*Task objective*. Read the material below. Count the lines containing "collect" and give that count alone.

*Given records*.
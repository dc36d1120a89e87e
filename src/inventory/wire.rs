//! Decoding helpers for the community inventory JSON, which is loose about shapes:
//! ids arrive as strings or numbers, flags as 0/1, empty maps as `[]`, and
//! `more_start` as `false` when there is no next page.
use std::fmt::Display;
use std::str::FromStr;

use indexmap::IndexMap;
use serde::de::{self, DeserializeOwned, Deserializer};
use serde::Deserialize;
use serde_json::Value;

use super::model::{InventoryItem, ItemDescription};

/// Decode a value that should be an object keyed by string ids but may be any
/// other shape (the endpoint sends `[]` when empty). Non-objects decode to an
/// empty map; malformed entries inside an object are still an error.
pub fn decode_map_or_empty_array<T>(value: Value) -> Result<IndexMap<String, T>, serde_json::Error>
where
    T: DeserializeOwned,
{
    match value {
        Value::Object(_) => serde_json::from_value(value),
        _ => Ok(IndexMap::new()),
    }
}

/// `deserialize_with` adapter over [`decode_map_or_empty_array`].
pub fn map_or_empty_array<'de, D, T>(deserializer: D) -> Result<IndexMap<String, T>, D::Error>
where
    D: Deserializer<'de>,
    T: DeserializeOwned,
{
    decode_map_or_empty_array(Value::deserialize(deserializer)?).map_err(de::Error::custom)
}

/// Number or numeric string; null/empty string decode to the default.
pub fn lenient_number<'de, D, T>(deserializer: D) -> Result<T, D::Error>
where
    D: Deserializer<'de>,
    T: FromStr + Default,
    T::Err: Display,
{
    match Value::deserialize(deserializer)? {
        Value::Number(n) => n.to_string().parse::<T>().map_err(de::Error::custom),
        Value::String(s) if s.trim().is_empty() => Ok(T::default()),
        Value::String(s) => s.trim().parse::<T>().map_err(de::Error::custom),
        Value::Null => Ok(T::default()),
        other => Err(de::Error::custom(format!(
            "expected number or numeric string, got {other}"
        ))),
    }
}

/// 0/1 wire flag (also tolerates real booleans and "1"/"true" strings).
pub fn flag<'de, D>(deserializer: D) -> Result<bool, D::Error>
where
    D: Deserializer<'de>,
{
    Ok(match Value::deserialize(deserializer)? {
        Value::Bool(b) => b,
        Value::Number(n) => n.as_i64() == Some(1),
        Value::String(s) => matches!(s.trim(), "1" | "true"),
        _ => false,
    })
}

/// Array of records, or an empty list for any other shape (`""` shows up for
/// descriptions without lines).
pub fn seq_or_empty<'de, D, T>(deserializer: D) -> Result<Vec<T>, D::Error>
where
    D: Deserializer<'de>,
    T: DeserializeOwned,
{
    match Value::deserialize(deserializer)? {
        Value::Array(items) => items
            .into_iter()
            .map(serde_json::from_value)
            .collect::<Result<Vec<T>, _>>()
            .map_err(de::Error::custom),
        _ => Ok(Vec::new()),
    }
}

/// Object decoded into `T`, or `None` for any non-object.
pub fn object_or_none<'de, D, T>(deserializer: D) -> Result<Option<T>, D::Error>
where
    D: Deserializer<'de>,
    T: DeserializeOwned,
{
    match Value::deserialize(deserializer)? {
        v @ Value::Object(_) => serde_json::from_value(v).map(Some).map_err(de::Error::custom),
        _ => Ok(None),
    }
}

/// Continuation offset; only meaningful while `more` is set.
pub fn cursor(more: bool, raw: &Value) -> u32 {
    if !more {
        return 0;
    }
    match raw {
        Value::Number(n) => n.as_u64().and_then(|v| u32::try_from(v).ok()).unwrap_or(0),
        Value::String(s) => s.trim().parse().unwrap_or(0),
        _ => 0,
    }
}

/// One page of `/inventory/json/{app}/{context}/` as sent on the wire.
#[derive(Debug, Deserialize)]
pub(crate) struct InventoryPage {
    #[serde(default, deserialize_with = "flag")]
    pub success: bool,
    #[serde(rename = "rgInventory", default, deserialize_with = "map_or_empty_array")]
    pub rg_inventory: IndexMap<String, InventoryItem>,
    #[serde(rename = "rgCurrency", default, deserialize_with = "map_or_empty_array")]
    pub rg_currency: IndexMap<String, InventoryItem>,
    #[serde(rename = "rgDescriptions", default, deserialize_with = "map_or_empty_array")]
    pub rg_descriptions: IndexMap<String, ItemDescription>,
    #[serde(default, deserialize_with = "flag")]
    pub more: bool,
    #[serde(default)]
    pub more_start: Value,
}

impl InventoryPage {
    pub fn next_start(&self) -> u32 {
        cursor(self.more, &self.more_start)
    }
}

#[cfg(test)]
mod tests {
    use super::*;
    use serde_json::json;

    #[derive(Debug, Deserialize)]
    struct Probe {
        #[serde(default, deserialize_with = "lenient_number")]
        n: u64,
        #[serde(default, deserialize_with = "flag")]
        f: bool,
    }

    #[test]
    fn empty_array_and_null_decode_to_empty_map() {
        let m: IndexMap<String, u32> = decode_map_or_empty_array(json!([])).unwrap();
        assert!(m.is_empty());
        let m: IndexMap<String, u32> = decode_map_or_empty_array(Value::Null).unwrap();
        assert!(m.is_empty());
    }

    #[test]
    fn object_decodes_in_document_order() {
        let m: IndexMap<String, u32> =
            decode_map_or_empty_array(json!({"b": 2, "a": 1, "c": 3})).unwrap();
        assert_eq!(m.keys().collect::<Vec<_>>(), ["b", "a", "c"]);
    }

    #[test]
    fn malformed_entries_inside_an_object_are_an_error() {
        let r: Result<IndexMap<String, u32>, _> =
            decode_map_or_empty_array(json!({"a": "not a number"}));
        assert!(r.is_err());
    }

    #[test]
    fn numbers_and_flags_accept_loose_shapes() {
        let p: Probe = serde_json::from_value(json!({"n": "123", "f": 1})).unwrap();
        assert_eq!((p.n, p.f), (123, true));
        let p: Probe = serde_json::from_value(json!({"n": 7, "f": "0"})).unwrap();
        assert_eq!((p.n, p.f), (7, false));
        let p: Probe = serde_json::from_value(json!({"n": null, "f": true})).unwrap();
        assert_eq!((p.n, p.f), (0, true));
        assert!(serde_json::from_value::<Probe>(json!({"n": "x1"})).is_err());
    }

    #[test]
    fn cursor_ignores_more_start_without_more() {
        assert_eq!(cursor(false, &json!(500)), 0);
        assert_eq!(cursor(true, &json!(500)), 500);
        assert_eq!(cursor(true, &json!("250")), 250);
        assert_eq!(cursor(true, &json!(false)), 0);
    }

    #[test]
    fn page_with_empty_arrays_decodes() {
        let page: InventoryPage = serde_json::from_value(json!({
            "success": true,
            "rgInventory": [],
            "rgCurrency": [],
            "rgDescriptions": [],
            "more": false,
            "more_start": false
        }))
        .unwrap();
        assert!(page.success);
        assert!(page.rg_inventory.is_empty());
        assert!(page.rg_currency.is_empty());
        assert!(page.rg_descriptions.is_empty());
        assert_eq!(page.next_start(), 0);
    }
}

*Written solution*. 2